Table 3.6. Common hot keys in more

Key	Action
h	Show key commands
Space bar	Forward one page
Enter/Return	Forward one line
b	Back one page
/	Search

Man pages include a number of standard sections, such as SYNOPSIS, DESCRIPTION, and SEE ALSO, which helps you identify other commands that might be of use.

Man pages do not always make good tutorials. Sometimes they contain too much detail, and they are often not well-written for novice users. If you're learning a new command for the first time, you might want to consult a Unix book or the WEB. The man pages will provide the most detailed and complete reference information on most commands, however.

The apropos command is used to search the man page headings for a given topic. It is equivalent to man -k. For example, to find out what man pages exist regarding Fortran, we might try the following:

shell-prompt: apropos sine
FreeBSD moray.acadix  bacon ~ 1002: apropos sine
acos, acosf, acosl(3) - arc cosine functions
acosh, acoshf, acoshl(3) - inverse hyperbolic cosine functions
asin, asinf, asinl(3) - arc sine functions
asinh, asinhf, asinhl(3) - inverse hyperbolic sine functions
cos, cosf, cosl(3) - cosine functions
cosh, coshf, coshl(3) - hyperbolic cosine functions
cospi, cospif, cospil(3) - half-cycle cosine functions
Role::Tiny(3) - Roles: a nouvelle cuisine portion size slice of Moose
sin, sinf, sinl, sincosl(3) - sine functions
sincos, sincosf, sincosl(3) - sine and cosine functions
sinh, sinhf, sinhl(3) - hyperbolic sine function
sinpi, sinpif, sinpil(3) - half-cycle sine functions

shell-prompt: man -k sine

The whatis is similar to apropos in that it lists short descriptions of commands. However, whatis only lists those commands with the search string in their name or short description, whereas apropos attempts to list everything related to the string.

shell-prompt: whatis sin
sin, sinf, sinl, sincosl(3) - sine functions

The info command is an alternative to man that uses a non-graphical hypertext system instead of flat files. This allows the user to navigate extensive documentation more efficiently. The info command has a fairly high learning curve, but it is very powerful, and is often the best option for documentation on a given topic. Some open source software ships documentation in info format and provides a man page (converted from the info files) that actually has less information in it.

shell-prompt: info gcc

Example 3.15. Practice Break

Find out how to display a '/' after each directory name and a '*' after each executable file when running ls.
Use apropos to find out what Unix commands to use with bzip files.

Some Useful Unix Commands

Most Unix commands have short names which are abbreviations or acronyms for what they do. ( pwd = print working directory, cd = change directory, ls = list, ... ) Unix was originally designed for people with good memories and poor typing skills. Some of the most commonly used Unix commands are described below.

Note

This section is meant to serve as a quick reference, and to inform new readers about which commands they should learn. There is much more to know about these commands than we can cover here. For full details about any of the commands described here, consult the man pages, info pages, or the WEB.

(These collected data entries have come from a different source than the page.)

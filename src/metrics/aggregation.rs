//! Metric aggregation coordinator.
//!
//! Fans out one query per catalog entry against a biometric source and joins
//! every outcome into a [`MetricSnapshot`]. A failing or empty query degrades
//! only its own metric.

use futures::future::join_all;

use super::catalog::{MetricCatalog, MetricId};
use super::types::{AggregationError, MetricSnapshot, Outcome, TimeWindow};
use crate::sources::{BiometricSource, SourceError};

/// Stateless coordinator over a metric catalog.
#[derive(Debug, Clone, Default)]
pub struct MetricAggregator {
    catalog: MetricCatalog,
}

impl MetricAggregator {
    pub fn new(catalog: MetricCatalog) -> Self {
        Self { catalog }
    }

    pub fn catalog(&self) -> &MetricCatalog {
        &self.catalog
    }

    /// Request source access for every metric in the catalog.
    pub async fn prepare<S: BiometricSource>(&self, source: &S) -> Result<(), SourceError> {
        source.request_access(&self.catalog.ids()).await
    }

    /// Query every catalog metric concurrently and join the results.
    ///
    /// Outcomes keep catalog order regardless of completion order. Only a
    /// source that does not serve a catalog metric fails the whole call.
    pub async fn aggregate<S: BiometricSource>(
        &self,
        source: &S,
        window: TimeWindow,
    ) -> Result<MetricSnapshot, AggregationError> {
        let queries = self.catalog.entries().iter().map(|entry| async move {
            let result = source.query(entry.id, window).await;
            (entry.id, result)
        });

        let results = join_all(queries).await;

        let mut outcomes: Vec<(MetricId, Outcome)> = Vec::with_capacity(results.len());
        for (metric, result) in results {
            let outcome = match result {
                Ok(Some(reading)) => Outcome::Value(reading.value),
                Ok(None) => Outcome::Unavailable,
                Err(SourceError::UnknownMetric(id)) => {
                    tracing::error!("Source does not serve catalog metric {}", id);
                    return Err(AggregationError::UnknownMetric(id.to_string()));
                }
                Err(e) => {
                    tracing::warn!("Query for {} failed: {}", metric, e);
                    Outcome::Error(e.to_string())
                }
            };
            outcomes.push((metric, outcome));
        }

        let snapshot = MetricSnapshot::new(window, outcomes);
        tracing::debug!(
            "Aggregated {} metrics ({} failed)",
            snapshot.len(),
            snapshot.error_count()
        );

        Ok(snapshot)
    }
}
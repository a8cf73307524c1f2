//! Deterministic mock biometric source.
//!
//! Returns the same record set on every call. Used to drive the application
//! and tests without a live health store.

use std::collections::HashMap;
use std::time::Duration;

use chrono::NaiveDate;

use super::{BiometricSource, SourceError};
use crate::metrics::catalog::MetricId;
use crate::metrics::types::{Reading, TimeWindow};

/// Scripted answer for one metric.
#[derive(Debug, Clone, PartialEq)]
enum MockAnswer {
    Value(f64),
    Empty,
    Fail(SourceError),
}

/// Mock source with a fixed per-metric answer table.
#[derive(Debug, Clone)]
pub struct MockSource {
    answers: HashMap<MetricId, MockAnswer>,
    delays: HashMap<MetricId, Duration>,
    birth_date: Option<NaiveDate>,
}

impl Default for MockSource {
    fn default() -> Self {
        Self::new()
    }
}

impl MockSource {
    /// Create the standard mock record set.
    pub fn new() -> Self {
        let answers = [
            (MetricId::StepCount, 8123.0),
            (MetricId::HeartRate, 72.4),
            (MetricId::BodyTemperature, 36.47),
            (MetricId::ActiveEnergyBurned, 412.0),
            (MetricId::OxygenSaturation, 0.975),
            (MetricId::BloodPressureSystolic, 118.0),
            (MetricId::BloodPressureDiastolic, 76.0),
        ]
        .into_iter()
        .map(|(id, v)| (id, MockAnswer::Value(v)))
        .collect();

        Self {
            answers,
            delays: HashMap::new(),
            birth_date: NaiveDate::from_ymd_opt(1985, 6, 14),
        }
    }

    /// Override the value returned for a metric.
    pub fn with_value(mut self, metric: MetricId, value: f64) -> Self {
        self.answers.insert(metric, MockAnswer::Value(value));
        self
    }

    /// Report no samples for a metric.
    pub fn with_no_samples(mut self, metric: MetricId) -> Self {
        self.answers.insert(metric, MockAnswer::Empty);
        self
    }

    /// Fail queries for a metric with the given error.
    pub fn with_failure(mut self, metric: MetricId, error: SourceError) -> Self {
        self.answers.insert(metric, MockAnswer::Fail(error));
        self
    }

    /// Delay the answer for a metric.
    pub fn with_delay(mut self, metric: MetricId, delay: Duration) -> Self {
        self.delays.insert(metric, delay);
        self
    }

    /// Set (or clear) the reported date of birth.
    pub fn with_birth_date(mut self, birth_date: Option<NaiveDate>) -> Self {
        self.birth_date = birth_date;
        self
    }
}

impl BiometricSource for MockSource {
    async fn request_access(&self, metrics: &[MetricId]) -> Result<(), SourceError> {
        tracing::debug!("Mock source granting access to {} metrics", metrics.len());
        Ok(())
    }

    async fn query(
        &self,
        metric: MetricId,
        window: TimeWindow,
    ) -> Result<Option<Reading>, SourceError> {
        if let Some(delay) = self.delays.get(&metric) {
            tokio::time::sleep(*delay).await;
        }

        match self.answers.get(&metric) {
            Some(MockAnswer::Value(value)) => Ok(Some(Reading {
                metric,
                value: *value,
                timestamp: window.end,
            })),
            Some(MockAnswer::Empty) => Ok(None),
            Some(MockAnswer::Fail(error)) => Err(error.clone()),
            None => Err(SourceError::UnknownMetric(metric)),
        }
    }

    async fn birth_date(&self) -> Result<Option<NaiveDate>, SourceError> {
        Ok(self.birth_date)
    }

    fn label(&self) -> &'static str {
        "mock"
    }
}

This section uses the same notation conventions as the Unix man pages:

Optional arguments are shown inside [].
The 'or' symbol (|) between two items means one or the other.
An ellipses (...) means optionally more of the same.
"file" means a filename is required and a directory name is not allowed. "directory" means a directory name is required, and a filename is not allowed. "path" means either a filename or directory name is acceptable.

File and Directory Management

Note

Run these commands in the exact order presented. Some depend on successful completion of previous commands.

ls lists files in CWD or a specified file or directory.

shell-prompt: ls [path ...]

shell-prompt: ls           # List CWD
shell-prompt: ls /etc      # List /etc directory

mkdir creates one or more directories.

shell-prompt: mkdir [-p] path name [path name ...]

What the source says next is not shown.